▶ **DESCRIPTION OF THE TASK**: Check the records below line by line. Give the count of lines with "PathBuf", and nothing else.

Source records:
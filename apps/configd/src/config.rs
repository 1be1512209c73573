use std::env;
use std::net::{AddrParseError, SocketAddr};
use std::path::PathBuf;

use thiserror::Error;

use crate::features::types::DependencyPolicy;
use crate::migration::coordinator::DEFAULT_ROLLBACK_RECENCY_HOURS;
use crate::migration::schema::Ident;

/// Service-level configuration, read once from the environment at startup.
/// This is the configuration *of* the engine; the documents it serves live
/// in the store.
#[derive(Clone, Debug)]
pub struct Config {
    pub service_name: String,
    pub bind_addr: SocketAddr,
    /// Environment scope this instance operates in ("production",
    /// "staging", ...). All admin-surface operations apply to it.
    pub environment: String,
    /// Postgres backend when set; in-memory stores otherwise.
    pub db_url: Option<String>,
    /// Schema holding the engine's tables and provisioned capability
    /// objects.
    pub schema_name: String,
    /// Optional directory of fallback config documents (yml/yaml/json).
    pub fallback_dir: Option<PathBuf>,
    /// Prefix of the `PREFIX__CONFIG_KEY__PATH=value` override convention.
    pub env_override_prefix: String,
    pub dependency_policy: DependencyPolicy,
    /// Built-in rollback safety window; still overridable per feature
    /// through the parameter chain.
    pub rollback_recency_hours: i64,
}

#[derive(Debug, Error)]
pub enum ConfigError {
    #[error("invalid CONFIGD_BIND_ADDR: {0}")]
    BindAddrParse(#[from] AddrParseError),
    #[error("invalid CONFIGD_SCHEMA: {0}")]
    InvalidSchemaName(String),
    #[error("invalid CONFIGD_DEPENDENCY_POLICY: {0}")]
    InvalidDependencyPolicy(String),
    #[error("invalid CONFIGD_ROLLBACK_RECENCY_HOURS: {0}")]
    InvalidRollbackRecencyHours(String),
}

impl Config {
    pub fn from_env() -> Result<Self, ConfigError> {
        let bind_addr = env::var("CONFIGD_BIND_ADDR")
            .unwrap_or_else(|_| "127.0.0.1:4200".to_string())
            .parse()?;
        let service_name =
            env::var("CONFIGD_SERVICE_NAME").unwrap_or_else(|_| "configd".to_string());
        let environment =
            env::var("CONFIGD_ENVIRONMENT").unwrap_or_else(|_| "production".to_string());
        let db_url = env::var("DB_URL")
            .or_else(|_| env::var("DATABASE_URL"))
            .ok()
            .map(|value| value.trim().to_string())
            .filter(|value| !value.is_empty());
        let schema_name = env::var("CONFIGD_SCHEMA").unwrap_or_else(|_| "companion".to_string());
        Ident::new(&schema_name)
            .map_err(|error| ConfigError::InvalidSchemaName(error.to_string()))?;
        let fallback_dir = env::var("CONFIGD_FALLBACK_DIR").ok().map(PathBuf::from);
        let env_override_prefix =
            env::var("CONFIGD_ENV_OVERRIDE_PREFIX").unwrap_or_else(|_| "COMPANION".to_string());
        let dependency_policy_raw = env::var("CONFIGD_DEPENDENCY_POLICY")
            .unwrap_or_else(|_| DependencyPolicy::Advisory.as_str().to_string());
        let dependency_policy = DependencyPolicy::parse(&dependency_policy_raw)
            .ok_or(ConfigError::InvalidDependencyPolicy(dependency_policy_raw))?;
        let rollback_recency_hours = env::var("CONFIGD_ROLLBACK_RECENCY_HOURS")
            .unwrap_or_else(|_| DEFAULT_ROLLBACK_RECENCY_HOURS.to_string())
            .parse::<i64>()
            .map_err(|error| ConfigError::InvalidRollbackRecencyHours(error.to_string()))?;

        Ok(Self {
            service_name,
            bind_addr,
            environment,
            db_url,
            schema_name,
            fallback_dir,
            env_override_prefix,
            dependency_policy,
            rollback_recency_hours,
        })
    }
}
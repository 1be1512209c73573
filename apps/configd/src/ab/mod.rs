pub mod service;
pub mod types;

#[cfg(test)]
mod tests;

pub use service::{AbTestError, AbTestHelper};
pub use types::{OverrideGroupRequest, OverrideGroupSummary};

▶ **WRITTEN REPLY**: 3